In 1854 there was a vacancy for the Legislative Council of Nova Scotia, and the Cape Breton News, a paper on Cape Breton Island, campaigned for the seat to be filled by someone from the island. Archibald was appointed later that year, remaining on the council until 1867, and was its chairman in 1861. He became involved with the termination of General Mining Association's monopoly in Nova Scotia in 1858 and 1859. He advocated for residents on Cape Breton Island to continue to mine for coal on their property after the end of the monopoly. This event also allowed other firms, such as Archibald's Gowrie Mines, to open new coalfields on the island. Archibald opposed bills that would equalize the electoral weight of counties in Nova Scotia and allow French fishermen, subsidized by their government to sell their products duty-free. He also opposed increasing the penalties for violating liquor licensing laws, stating sarcastically, "we need only go a step further and make the violation a hanging matter."

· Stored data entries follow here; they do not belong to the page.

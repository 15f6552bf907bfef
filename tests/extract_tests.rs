//! Log attribute extraction against scripted and real logs

use gridharness::extract::{masks, AttributeSpec, AttributeType, AttributeValue, ExtractorError, LogAttributeExtractor};
use gridharness::remote::{LocalExecutor, RemoteExecutor, ScriptedExecutor};
use gridharness::routing::HostCommandRouter;
use gridharness::types::NodeRecord;
use std::collections::BTreeMap;
use std::sync::Arc;
use tempfile::TempDir;

const IGNITE_LOG: &str = "\
[12:00:01] Ignite node starting
[12:00:02] JMX (remote: on, port: 1234, auth: off, ssl: off)
[12:00:03] Topology snapshot [ver=1, servers=1, clients=0]
";

/// Answers probe commands as if every node's log held `log`.
fn log_responder(log: &'static str) -> ScriptedExecutor {
    ScriptedExecutor::new(move |_, cmd| {
        let mut parts = cmd.splitn(3, "; ");
        let node = parts.next().unwrap_or_default().trim_start_matches("echo ");
        let attribute = parts.next().unwrap_or_default().trim_start_matches("echo ");
        format!("{node}\n{attribute}\n{log}")
    })
}

fn extractor(executor: impl RemoteExecutor + 'static) -> LogAttributeExtractor {
    LogAttributeExtractor::new(HostCommandRouter::new(Arc::new(executor)))
}

fn cluster() -> BTreeMap<usize, NodeRecord> {
    let mut nodes = BTreeMap::new();
    nodes.insert(1, NodeRecord::new("h1").with_log("/logs/node.1.log"));
    nodes.insert(2, NodeRecord::new("h2").with_log("/logs/node.2.log"));
    nodes
}

fn specs(pairs: Vec<(&str, AttributeSpec)>) -> BTreeMap<String, AttributeSpec> {
    pairs.into_iter().map(|(name, spec)| (name.to_string(), spec)).collect()
}

#[tokio::test]
async fn test_jmx_port_is_read_as_int() {
    let extractor = extractor(log_responder(IGNITE_LOG));

    let attributes = extractor
        .extract(&cluster(), &[1, 2], &specs(vec![("jmx_port", masks::jmx_port())]))
        .await
        .unwrap();

    assert_eq!(attributes[&1]["jmx_port"], Some(AttributeValue::Int(1234)));
    assert_eq!(attributes[&2]["jmx_port"], Some(AttributeValue::Int(1234)));
}

#[tokio::test]
async fn test_several_attributes_in_one_dispatch() {
    let executor = Arc::new(log_responder(IGNITE_LOG));
    let extractor = LogAttributeExtractor::new(HostCommandRouter::new(executor.clone()));

    let specs = specs(vec![
        ("jmx_port", masks::jmx_port()),
        (
            "servers",
            AttributeSpec::new("Topology snapshot", r"servers=(\d+)").with_type(AttributeType::Int),
        ),
        ("missing", AttributeSpec::new("Node stopped", r"Node (stopped)")),
    ]);

    let attributes = extractor.extract(&cluster(), &[2], &specs).await.unwrap();

    assert_eq!(executor.call_count(), 1);
    assert_eq!(executor.commands_for("h2").len(), 3);
    assert!(executor.commands_for("h1").is_empty());

    let values = &attributes[&2];
    assert_eq!(values["jmx_port"], Some(AttributeValue::Int(1234)));
    assert_eq!(values["servers"], Some(AttributeValue::Int(1)));
    assert_eq!(values["missing"], None);
}

#[tokio::test]
async fn test_empty_inputs_are_rejected() {
    let extractor = extractor(ScriptedExecutor::echo());

    let err = extractor.extract(&cluster(), &[1], &BTreeMap::new()).await.unwrap_err();
    assert!(matches!(err, ExtractorError::NoAttributes));

    let err = extractor
        .extract(&cluster(), &[], &specs(vec![("jmx_port", masks::jmx_port())]))
        .await
        .unwrap_err();
    assert!(matches!(err, ExtractorError::NoNodes));
}

#[tokio::test]
async fn test_unknown_node() {
    let extractor = extractor(log_responder(IGNITE_LOG));

    let err = extractor
        .extract(&cluster(), &[1, 9], &specs(vec![("jmx_port", masks::jmx_port())]))
        .await
        .unwrap_err();
    assert!(matches!(err, ExtractorError::UnknownNode { node } if node == "9"));
}

#[tokio::test]
async fn test_non_numeric_int_attribute() {
    let extractor = extractor(log_responder("version=abc\n"));
    let spec = AttributeSpec::new("version=", r"version=(\w+)").with_type(AttributeType::Int);

    let err = extractor
        .extract(&cluster(), &[1], &specs(vec![("version", spec)]))
        .await
        .unwrap_err();
    assert!(matches!(err, ExtractorError::AttributeType { raw, .. } if raw == "abc"));
}

#[tokio::test]
async fn test_extract_from_local_log_file() {
    let dir = TempDir::new().unwrap();
    let log = dir.path().join("node.1.log");
    std::fs::write(&log, IGNITE_LOG).unwrap();

    let mut nodes = BTreeMap::new();
    nodes.insert(1, NodeRecord::new("localhost").with_log(log.to_string_lossy()));

    let extractor = extractor(LocalExecutor::new());
    let attributes = extractor
        .extract(
            &nodes,
            &[1],
            &specs(vec![
                ("jmx_port", masks::jmx_port()),
                ("started", masks::message("Ignite node starting")),
                ("stopped", masks::message("Ignite node stopped")),
            ]),
        )
        .await
        .unwrap();

    assert_eq!(attributes[&1]["jmx_port"], Some(AttributeValue::Int(1234)));
    assert_eq!(
        attributes[&1]["started"],
        Some(AttributeValue::Text("Ignite node starting".to_string()))
    );
    assert_eq!(attributes[&1]["stopped"], None);
}

#[tokio::test]
async fn test_log_path_with_spaces() {
    let dir = TempDir::new().unwrap();
    let run_dir = dir.path().join("run 1");
    std::fs::create_dir_all(&run_dir).unwrap();
    let log = run_dir.join("node.1.log");
    std::fs::write(&log, IGNITE_LOG).unwrap();

    let mut nodes = BTreeMap::new();
    nodes.insert(1, NodeRecord::new("localhost").with_log(log.to_string_lossy()));

    let attributes = extractor(LocalExecutor::new())
        .extract(&nodes, &[1], &specs(vec![("jmx_port", masks::jmx_port())]))
        .await
        .unwrap();

    assert_eq!(attributes[&1]["jmx_port"], Some(AttributeValue::Int(1234)));
}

In 1860 he was appointed to the Executive Council of Nova Scotia, serving there for three years. He favoured Nova Scotia's entry into Canadian Confederation. In October 1867 he was appointed by royal proclamation to the Canadian Senate to represent North Sydney. He was affiliated with the Liberal-Conservative Party. He was also appointed as the United States Consul in Sydney.

==Personal life and death==

Archibald married Susan Elizabeth Corbett on 14 November 1839, and they had seven children, including Edward, Thomas, Blowers, William, and a daughter named Emma. Corbett died, and Archibald married Elizabeth Hughes on 10 June 1867. His final marriage was to Maria Louisa Burnyeat, on 2 June 1874.

He died in Sydney Mines, Nova Scotia on 18 October 1890.